Horrified, Darwin began a list of his predecessors and added it to subsequent editions of his book. In her book, Stott devotes one chapter each to many of the men on Darwin’s list, and to some Darwin did not know about. She describes their research, their preoccupations, the dangers they faced, and their contributions to natural science’s understanding of how different species came to be.

Stott’s narrative moves from ancient Greece, where Aristotle obsessed over sponges and other animal forms; to medieval Basra, where author Jahiz studied ecosystems and animal adaptation; to the 18th-century Hague, where a regenerating polyp discovered by a tutor electrified European intelligentsia and caused them to question longheld beliefs about life and the primacy of humans; to the British Isles in the mid-1800s, where a book written anonymously by publisher Robert Chambers permanently awakened British curiosity about species origins.

Her narrative concludes on a star-shaped island off the coast of Indonesia, where specimen collector Alfred Wallace, wandering through the fever dreams of malaria, juxtaposed Malthus’ theory of population control with theories of evolution to finally, independently of Darwin, understand natural selection.
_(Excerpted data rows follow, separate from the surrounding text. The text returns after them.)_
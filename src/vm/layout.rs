// Copyright 2025 The Rustux Authors
//
// Use of this source code is governed by a MIT-style
// license that can be found in the LICENSE file or at
// https://opensource.org/licenses/MIT

//! Page Geometry and Protection
//!
//! Page size is a property of the host, read once from `sysconf`. All
//! alignment helpers take it explicitly.

use core::fmt;

use bitflags::bitflags;
use spin::Once;

use crate::types::{Size, VAddr};

/// Fallback when sysconf does not report a page size
const DEFAULT_PAGE_SIZE: Size = 4096;

static PAGE_SIZE: Once<Size> = Once::new();

/// Host page size in bytes
pub fn page_size() -> Size {
    *PAGE_SIZE.call_once(|| {
        // SAFETY: sysconf has no memory-safety preconditions.
        let size = unsafe { libc::sysconf(libc::_SC_PAGESIZE) };
        if size > 0 && (size as Size).is_power_of_two() {
            size as Size
        } else {
            DEFAULT_PAGE_SIZE
        }
    })
}

/// Align down to a page boundary
#[inline]
pub const fn page_align_down(addr: usize, page_size: Size) -> usize {
    addr & !(page_size - 1)
}

/// Align up to a page boundary; `None` on overflow
#[inline]
pub const fn page_align_up(addr: usize, page_size: Size) -> Option<usize> {
    match addr.checked_add(page_size - 1) {
        Some(end) => Some(end & !(page_size - 1)),
        None => None,
    }
}

/// Check if an address or size is page-aligned
#[inline]
pub const fn is_page_aligned(addr: usize, page_size: Size) -> bool {
    addr & (page_size - 1) == 0
}

/// Number of pages covering `len` bytes
#[inline]
pub const fn pages_for(len: Size, page_size: Size) -> usize {
    len.div_ceil(page_size)
}

// ============================================================================
// Protection Flags
// ============================================================================

bitflags! {
    /// Hardware protection of a page, as last set with mprotect
    #[derive(Debug, Clone, Copy, PartialEq, Eq, Hash)]
    pub struct Prot: u8 {
        /// Readable
        const READ = 1 << 0;
        /// Writable
        const WRITE = 1 << 1;
        /// Read + Write
        const RW = Self::READ.bits() | Self::WRITE.bits();
    }
}

impl Prot {
    /// Matching `PROT_*` bits for mprotect
    pub fn to_native(self) -> libc::c_int {
        let mut native = libc::PROT_NONE;
        if self.contains(Prot::READ) {
            native |= libc::PROT_READ;
        }
        if self.contains(Prot::WRITE) {
            native |= libc::PROT_WRITE;
        }
        native
    }

    /// Whether an access of `kind` goes through without faulting
    pub fn permits(self, kind: Access) -> bool {
        match kind {
            Access::Read => self.contains(Prot::READ),
            Access::Write => self.contains(Prot::RW),
        }
    }
}

impl fmt::Display for Prot {
    fn fmt(&self, f: &mut fmt::Formatter<'_>) -> fmt::Result {
        if self.is_empty() {
            return write!(f, "NONE");
        }
        if self.contains(Prot::READ) {
            write!(f, "R")?;
        }
        if self.contains(Prot::WRITE) {
            write!(f, "W")?;
        }
        Ok(())
    }
}

/// ============================================================================
/// Access Kind
/// ============================================================================

/// Kind of memory access that faulted (or would fault)
#[derive(Debug, Clone, Copy, PartialEq, Eq)]
pub enum Access {
    /// Load
    Read,

    /// Store
    Write,
}

impl Access {
    /// Infer the access kind of a hardware fault from the page protection
    ///
    /// An inaccessible page faults on any access and is resolved as a read;
    /// if the access really was a store it faults again on the now readable
    /// page. A fault on a readable page can only be a store.
    pub fn infer(prot: Prot) -> Self {
        if prot.contains(Prot::READ) {
            Access::Write
        } else {
            Access::Read
        }
    }
}

/// Half-open address range
#[derive(Debug, Clone, Copy, PartialEq, Eq)]
pub struct Span {
    /// First address
    pub start: VAddr,

    /// One past the last address
    pub end: VAddr,
}

impl Span {
    /// Create a span
    pub const fn new(start: VAddr, end: VAddr) -> Self {
        Self { start, end }
    }

    /// Length in bytes
    pub const fn len(&self) -> Size {
        self.end - self.start
    }

    /// Whether the span covers no bytes
    pub const fn is_empty(&self) -> bool {
        self.start >= self.end
    }

    /// Check if this span contains an address
    pub const fn contains(&self, addr: VAddr) -> bool {
        addr >= self.start && addr < self.end
    }

    /// Check if this span overlaps another
    pub const fn overlaps(&self, other: &Span) -> bool {
        self.start < other.end && other.start < self.end
    }
}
Some of Stott’s historical figures did not even believe in evolution; Aristotle, for example, believed staunchly in the fixity of individual forms. And other characters made important discoveries while holding dubious beliefs. For example, although his book galvanized English thought about evolution, Chambers got many of his facts wrong. And while 18th-century French counsel Benoît de Maillet firmly believed man had evolved from sea creatures, he also believed that a secret race of fishmen still existed.